What you should do:
Lines with the word "only" are the ones wanted. Copy each of them from the entries below.

Segment Start: Exercise material

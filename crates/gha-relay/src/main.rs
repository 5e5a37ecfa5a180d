mod bootstrap_helpers;
mod cli_args;

use std::sync::Arc;
use std::time::Duration;

use anyhow::Result;
use clap::Parser;
use gha_relay_core::{CommandDispatcher, OperationExecutor};
use gha_relay_discord::{run_discord_relay, DiscordRelayConfig};
use gha_relay_github::{GithubActionsClient, GithubActionsConfig};

use crate::bootstrap_helpers::init_tracing;
use crate::cli_args::Cli;

#[tokio::main]
async fn main() -> Result<()> {
    let cli = Cli::parse();
    init_tracing();

    let github = GithubActionsClient::new(GithubActionsConfig {
        api_base: cli.github_api_base.clone(),
        token: cli.github_token.clone(),
        request_timeout_ms: cli.request_timeout_ms,
    })?;
    let executor = OperationExecutor::new(Arc::new(github))
        .with_command_timeout(Duration::from_millis(cli.command_timeout_ms));
    let dispatcher = CommandDispatcher::new(executor, cli.command_prefix.trim());

    tracing::info!(
        api_base = cli.github_api_base.as_str(),
        prefix = dispatcher.prefix(),
        guild_id = ?cli.discord_guild_id,
        "starting gha-relay"
    );
    run_discord_relay(
        DiscordRelayConfig {
            token: cli.discord_token.clone(),
            guild_id: cli.discord_guild_id,
        },
        dispatcher,
    )
    .await
}
//! Narrow interface onto the CI provider consumed by the executor.

use async_trait::async_trait;
use chrono::{DateTime, Utc};
use serde::Deserialize;

use crate::error::CiProviderError;

#[derive(Debug, Clone, PartialEq, Eq, Deserialize)]
/// Read-only snapshot of one provider workflow.
pub struct WorkflowSummary {
    pub id: i64,
    pub name: String,
    pub state: String,
}

#[derive(Debug, Clone, PartialEq, Eq, Deserialize)]
/// Read-only snapshot of one workflow run.
pub struct RunSummary {
    pub id: i64,
    #[serde(default, deserialize_with = "deserialize_null_as_empty")]
    pub name: String,
    pub status: String,
    #[serde(default)]
    pub conclusion: Option<String>,
    pub created_at: DateTime<Utc>,
}

fn deserialize_null_as_empty<'de, D>(deserializer: D) -> Result<String, D::Error>
where
    D: serde::Deserializer<'de>,
{
    Ok(Option::<String>::deserialize(deserializer)?.unwrap_or_default())
}

#[async_trait]
/// Trait contract for the CI provider calls the executor sequences.
///
/// Every method is a single remote attempt; implementations must not retry.
pub trait CiProvider: Send + Sync {
    async fn list_workflows(
        &self,
        owner: &str,
        repo: &str,
    ) -> Result<Vec<WorkflowSummary>, CiProviderError>;

    /// Lists recent runs in provider order, scoped to one workflow when `workflow_id` is set.
    async fn list_runs(
        &self,
        owner: &str,
        repo: &str,
        workflow_id: Option<i64>,
    ) -> Result<Vec<RunSummary>, CiProviderError>;

    async fn dispatch_workflow(
        &self,
        owner: &str,
        repo: &str,
        workflow_id: i64,
        git_ref: &str,
    ) -> Result<(), CiProviderError>;

    /// Returns the location of the log archive for one run attempt.
    async fn workflow_run_logs_url(
        &self,
        owner: &str,
        repo: &str,
        run_id: i64,
        attempt: u32,
    ) -> Result<String, CiProviderError>;
}
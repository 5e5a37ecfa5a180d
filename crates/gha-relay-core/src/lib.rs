//! Command dispatch and workflow resolution engine for the gha-relay bot.
//!
//! Normalizes text and slash-command input into one [`Command`] type, resolves
//! workflow references against the CI provider, sequences provider calls, and
//! produces a surface-independent [`ResponseEnvelope`].

pub mod ci_provider;
pub mod command;
pub mod command_parser;
pub mod dispatch;
pub mod envelope;
pub mod error;
pub mod executor;
pub mod render;
pub mod workflow_resolver;

#[cfg(test)]
pub(crate) mod test_support;

pub use ci_provider::{CiProvider, RunSummary, WorkflowSummary};
pub use command::{Command, ShortcutCommand, WorkflowRef, DEFAULT_GIT_REF};
pub use command_parser::{
    help_envelope, parse_structured_command, parse_text_command, ParsedTextCommand,
    DEFAULT_COMMAND_PREFIX,
};
pub use dispatch::{
    deliver_or_log, usage_envelope, CommandDispatcher, InteractionResponder, ResponseSink,
};
pub use envelope::{EnvelopeKind, EnvelopeLine, ResponseEnvelope, RunClassification};
pub use error::{CiProviderError, DispatchError, TransportError, UsageError};
pub use executor::{OperationExecutor, DEFAULT_COMMAND_TIMEOUT, STATUS_RUN_LIMIT};
pub use render::{render_plain_text, render_shortcut_acknowledgement};
pub use workflow_resolver::resolve_workflow;
use std::time::Duration;

use anyhow::{Context, Result};
use async_trait::async_trait;
use gha_relay_core::{CiProvider, CiProviderError, RunSummary, WorkflowSummary};
use serde::de::DeserializeOwned;
use serde::Deserialize;
use serde_json::json;

use crate::github_transport_helpers::{status_error, transport_error};

pub const DEFAULT_GITHUB_API_BASE: &str = "https://api.github.com";
const WORKFLOWS_PAGE_SIZE: usize = 100;

#[derive(Debug, Clone)]
pub struct GithubActionsConfig {
    pub api_base: String,
    pub token: String,
    pub request_timeout_ms: u64,
}

#[derive(Debug, Deserialize)]
struct WorkflowsPage {
    #[serde(default)]
    total_count: usize,
    workflows: Vec<WorkflowSummary>,
}

#[derive(Debug, Deserialize)]
struct WorkflowRunsPage {
    workflow_runs: Vec<RunSummary>,
}

#[derive(Clone)]
/// Single-attempt GitHub Actions client. Redirects are not followed so the
/// log archive location can be read from the `Location` header.
pub struct GithubActionsClient {
    http: reqwest::Client,
    api_base: String,
}

impl GithubActionsClient {
    pub fn new(config: GithubActionsConfig) -> Result<Self> {
        let mut headers = reqwest::header::HeaderMap::new();
        headers.insert(
            reqwest::header::USER_AGENT,
            reqwest::header::HeaderValue::from_static("gha-relay"),
        );
        headers.insert(
            reqwest::header::ACCEPT,
            reqwest::header::HeaderValue::from_static("application/vnd.github+json"),
        );
        headers.insert(
            "x-github-api-version",
            reqwest::header::HeaderValue::from_static("2022-11-28"),
        );
        let auth_header = format!("Bearer {}", config.token.trim());
        headers.insert(
            reqwest::header::AUTHORIZATION,
            reqwest::header::HeaderValue::from_str(&auth_header)
                .context("invalid github authorization header")?,
        );

        let http = reqwest::Client::builder()
            .default_headers(headers)
            .timeout(Duration::from_millis(config.request_timeout_ms.max(1)))
            .redirect(reqwest::redirect::Policy::none())
            .build()
            .context("failed to create github actions client")?;
        Ok(Self {
            http,
            api_base: config.api_base.trim().trim_end_matches('/').to_string(),
        })
    }

    fn repo_url(&self, owner: &str, repo: &str, tail: &str) -> String {
        format!("{}/repos/{owner}/{repo}/actions/{tail}", self.api_base)
    }

    async fn send(
        &self,
        operation: &str,
        request: reqwest::RequestBuilder,
        resource: impl FnOnce() -> String,
    ) -> Result<reqwest::Response, CiProviderError> {
        let response = request
            .send()
            .await
            .map_err(|error| transport_error(operation, &error))?;
        let status = response.status();
        if status.is_success() || status.is_redirection() {
            return Ok(response);
        }
        let body = response.text().await.unwrap_or_default();
        tracing::debug!(operation, status = status.as_u16(), "github api request rejected");
        Err(status_error(operation, resource, status.as_u16(), &body))
    }

    async fn request_json<T>(
        &self,
        operation: &str,
        request: reqwest::RequestBuilder,
        resource: impl FnOnce() -> String,
    ) -> Result<T, CiProviderError>
    where
        T: DeserializeOwned,
    {
        let response = self.send(operation, request, resource).await?;
        response.json::<T>().await.map_err(|error| {
            if error.is_timeout() {
                transport_error(operation, &error)
            } else {
                CiProviderError::request(format!("failed to decode github {operation}: {error}"))
            }
        })
    }
}

#[async_trait]
impl CiProvider for GithubActionsClient {
    async fn list_workflows(
        &self,
        owner: &str,
        repo: &str,
    ) -> Result<Vec<WorkflowSummary>, CiProviderError> {
        let mut page = 1_u32;
        let mut rows = Vec::new();
        loop {
            let page_value = page.to_string();
            let request = self
                .http
                .get(self.repo_url(owner, repo, "workflows"))
                .query(&[
                    ("per_page", WORKFLOWS_PAGE_SIZE.to_string().as_str()),
                    ("page", page_value.as_str()),
                ]);
            let chunk: WorkflowsPage = self
                .request_json("list workflows", request, || {
                    format!("repository {owner}/{repo}")
                })
                .await?;
            let chunk_len = chunk.workflows.len();
            rows.extend(chunk.workflows);
            if chunk_len < WORKFLOWS_PAGE_SIZE || rows.len() >= chunk.total_count {
                break;
            }
            page = page.saturating_add(1);
        }
        Ok(rows)
    }

    async fn list_runs(
        &self,
        owner: &str,
        repo: &str,
        workflow_id: Option<i64>,
    ) -> Result<Vec<RunSummary>, CiProviderError> {
        let tail = match workflow_id {
            Some(id) => format!("workflows/{id}/runs"),
            None => "runs".to_string(),
        };
        let request = self.http.get(self.repo_url(owner, repo, &tail));
        let page: WorkflowRunsPage = self
            .request_json("list workflow runs", request, || match workflow_id {
                Some(id) => format!("workflow {id} in {owner}/{repo}"),
                None => format!("repository {owner}/{repo}"),
            })
            .await?;
        Ok(page.workflow_runs)
    }

    async fn dispatch_workflow(
        &self,
        owner: &str,
        repo: &str,
        workflow_id: i64,
        git_ref: &str,
    ) -> Result<(), CiProviderError> {
        let request = self
            .http
            .post(self.repo_url(
                owner,
                repo,
                &format!("workflows/{workflow_id}/dispatches"),
            ))
            .json(&json!({ "ref": git_ref }));
        self.send("dispatch workflow", request, || {
            format!("workflow {workflow_id} in {owner}/{repo}")
        })
        .await?;
        Ok(())
    }

    async fn workflow_run_logs_url(
        &self,
        owner: &str,
        repo: &str,
        run_id: i64,
        attempt: u32,
    ) -> Result<String, CiProviderError> {
        let request = self.http.get(self.repo_url(
            owner,
            repo,
            &format!("runs/{run_id}/attempts/{attempt}/logs"),
        ));
        let response = self
            .send("download workflow run logs", request, || {
                format!("run {run_id} in {owner}/{repo}")
            })
            .await?;
        if !response.status().is_redirection() {
            return Ok(response.url().to_string());
        }
        response
            .headers()
            .get(reqwest::header::LOCATION)
            .and_then(|value| value.to_str().ok())
            .map(str::to_string)
            .ok_or_else(|| {
                CiProviderError::request(
                    "github api download workflow run logs returned a redirect without a location",
                )
            })
    }
}

#[cfg(test)]
mod tests {
    use gha_relay_core::{CiProvider, CiProviderError};
    use httpmock::prelude::*;
    use serde_json::json;

    use super::{GithubActionsClient, GithubActionsConfig};

    fn test_client(base_url: &str) -> GithubActionsClient {
        GithubActionsClient::new(GithubActionsConfig {
            api_base: format!("{base_url}/"),
            token: "ghs-test".to_string(),
            request_timeout_ms: 2_000,
        })
        .expect("client")
    }

    #[tokio::test]
    async fn functional_list_workflows_decodes_summaries_in_provider_order() {
        let server = MockServer::start_async().await;
        let listed = server.mock(|when, then| {
            when.method(GET)
                .path("/repos/acme/engine/actions/workflows")
                .query_param("per_page", "100")
                .query_param("page", "1")
                .header("authorization", "Bearer ghs-test")
                .header("x-github-api-version", "2022-11-28");
            then.status(200).json_body(json!({
                "total_count": 2,
                "workflows": [
                    {"id": 11, "name": "Build Windows", "state": "active", "path": ".github/workflows/win.yml"},
                    {"id": 12, "name": "Code Check", "state": "disabled_manually", "path": ".github/workflows/check.yml"}
                ]
            }));
        });

        let workflows = test_client(&server.base_url())
            .list_workflows("acme", "engine")
            .await
            .expect("workflows");
        listed.assert_calls(1);
        assert_eq!(workflows.len(), 2);
        assert_eq!(workflows[0].id, 11);
        assert_eq!(workflows[0].name, "Build Windows");
        assert_eq!(workflows[1].state, "disabled_manually");
    }

    #[tokio::test]
    async fn integration_list_workflows_follows_pages_until_short_chunk() {
        let server = MockServer::start_async().await;
        let first_page = (1..=100)
            .map(|id| json!({"id": id, "name": format!("wf-{id}"), "state": "active"}))
            .collect::<Vec<_>>();
        let first = server.mock(|when, then| {
            when.method(GET)
                .path("/repos/acme/engine/actions/workflows")
                .query_param("page", "1");
            then.status(200)
                .json_body(json!({"total_count": 101, "workflows": first_page.clone()}));
        });
        let second = server.mock(|when, then| {
            when.method(GET)
                .path("/repos/acme/engine/actions/workflows")
                .query_param("page", "2");
            then.status(200).json_body(json!({
                "total_count": 101,
                "workflows": [{"id": 101, "name": "wf-101", "state": "active"}]
            }));
        });

        let workflows = test_client(&server.base_url())
            .list_workflows("acme", "engine")
            .await
            .expect("workflows");
        first.assert_calls(1);
        second.assert_calls(1);
        assert_eq!(workflows.len(), 101);
        assert_eq!(workflows[100].name, "wf-101");
    }

    #[tokio::test]
    async fn functional_list_runs_scopes_to_workflow_and_tolerates_null_fields() {
        let server = MockServer::start_async().await;
        let scoped = server.mock(|when, then| {
            when.method(GET)
                .path("/repos/acme/engine/actions/workflows/11/runs");
            then.status(200).json_body(json!({
                "total_count": 2,
                "workflow_runs": [
                    {"id": 900, "name": "Build Windows", "status": "completed", "conclusion": "success", "created_at": "2026-03-01T10:20:30Z"},
                    {"id": 901, "name": null, "status": "queued", "conclusion": null, "created_at": "2026-03-01T11:00:00Z"}
                ]
            }));
        });

        let runs = test_client(&server.base_url())
            .list_runs("acme", "engine", Some(11))
            .await
            .expect("runs");
        scoped.assert_calls(1);
        assert_eq!(runs.len(), 2);
        assert_eq!(runs[0].conclusion.as_deref(), Some("success"));
        assert_eq!(
            runs[0].created_at.format("%Y-%m-%d %H:%M:%S").to_string(),
            "2026-03-01 10:20:30"
        );
        assert_eq!(runs[1].name, "");
        assert_eq!(runs[1].conclusion, None);
    }

    #[tokio::test]
    async fn functional_list_runs_without_workflow_uses_repository_endpoint() {
        let server = MockServer::start_async().await;
        let repo_runs = server.mock(|when, then| {
            when.method(GET).path("/repos/acme/engine/actions/runs");
            then.status(200)
                .json_body(json!({"total_count": 0, "workflow_runs": []}));
        });

        let runs = test_client(&server.base_url())
            .list_runs("acme", "engine", None)
            .await
            .expect("runs");
        repo_runs.assert_calls(1);
        assert!(runs.is_empty());
    }

    #[tokio::test]
    async fn functional_dispatch_workflow_posts_ref_once() {
        let server = MockServer::start_async().await;
        let dispatched = server.mock(|when, then| {
            when.method(POST)
                .path("/repos/acme/engine/actions/workflows/11/dispatches")
                .json_body(json!({"ref": "release"}));
            then.status(204);
        });

        test_client(&server.base_url())
            .dispatch_workflow("acme", "engine", 11, "release")
            .await
            .expect("dispatched");
        dispatched.assert_calls(1);
    }

    #[tokio::test]
    async fn regression_dispatch_unknown_workflow_maps_to_not_found_without_retry() {
        let server = MockServer::start_async().await;
        let rejected = server.mock(|when, then| {
            when.method(POST)
                .path("/repos/acme/engine/actions/workflows/404/dispatches");
            then.status(404).json_body(json!({"message": "Not Found"}));
        });

        let error = test_client(&server.base_url())
            .dispatch_workflow("acme", "engine", 404, "main")
            .await
            .expect_err("not found");
        rejected.assert_calls(1);
        assert_eq!(
            error,
            CiProviderError::NotFound {
                resource: "workflow 404 in acme/engine".to_string(),
            }
        );
    }

    #[tokio::test]
    async fn regression_server_errors_surface_status_and_single_attempt() {
        let server = MockServer::start_async().await;
        let failing = server.mock(|when, then| {
            when.method(GET).path("/repos/acme/engine/actions/workflows");
            then.status(502).body("upstream unavailable");
        });

        let error = test_client(&server.base_url())
            .list_workflows("acme", "engine")
            .await
            .expect_err("server error");
        failing.assert_calls(1);
        assert_eq!(
            error,
            CiProviderError::request(
                "github api list workflows failed with status 502: upstream unavailable"
            )
        );
    }

    #[tokio::test]
    async fn functional_logs_url_reads_redirect_location_for_first_attempt() {
        let server = MockServer::start_async().await;
        let logs = server.mock(|when, then| {
            when.method(GET)
                .path("/repos/acme/engine/actions/runs/900/attempts/1/logs");
            then.status(302)
                .header("Location", "https://pipelines.example.test/logs/900.zip");
        });

        let url = test_client(&server.base_url())
            .workflow_run_logs_url("acme", "engine", 900, 1)
            .await
            .expect("logs url");
        logs.assert_calls(1);
        assert_eq!(url, "https://pipelines.example.test/logs/900.zip");
    }

    #[tokio::test]
    async fn regression_request_timeout_is_flagged() {
        let server = MockServer::start_async().await;
        let _slow = server.mock(|when, then| {
            when.method(GET).path("/repos/acme/engine/actions/runs");
            then.status(200)
                .delay(std::time::Duration::from_millis(500))
                .json_body(json!({"workflow_runs": []}));
        });
        let client = GithubActionsClient::new(GithubActionsConfig {
            api_base: server.base_url(),
            token: "ghs-test".to_string(),
            request_timeout_ms: 50,
        })
        .expect("client");

        let error = client
            .list_runs("acme", "engine", None)
            .await
            .expect_err("timeout");
        assert!(matches!(
            error,
            CiProviderError::Request { timeout: true, .. }
        ));
    }
}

Segment End: Exercise material

Problem solution:
/// Read-only snapshot of one provider workflow.
/// Read-only snapshot of one workflow run.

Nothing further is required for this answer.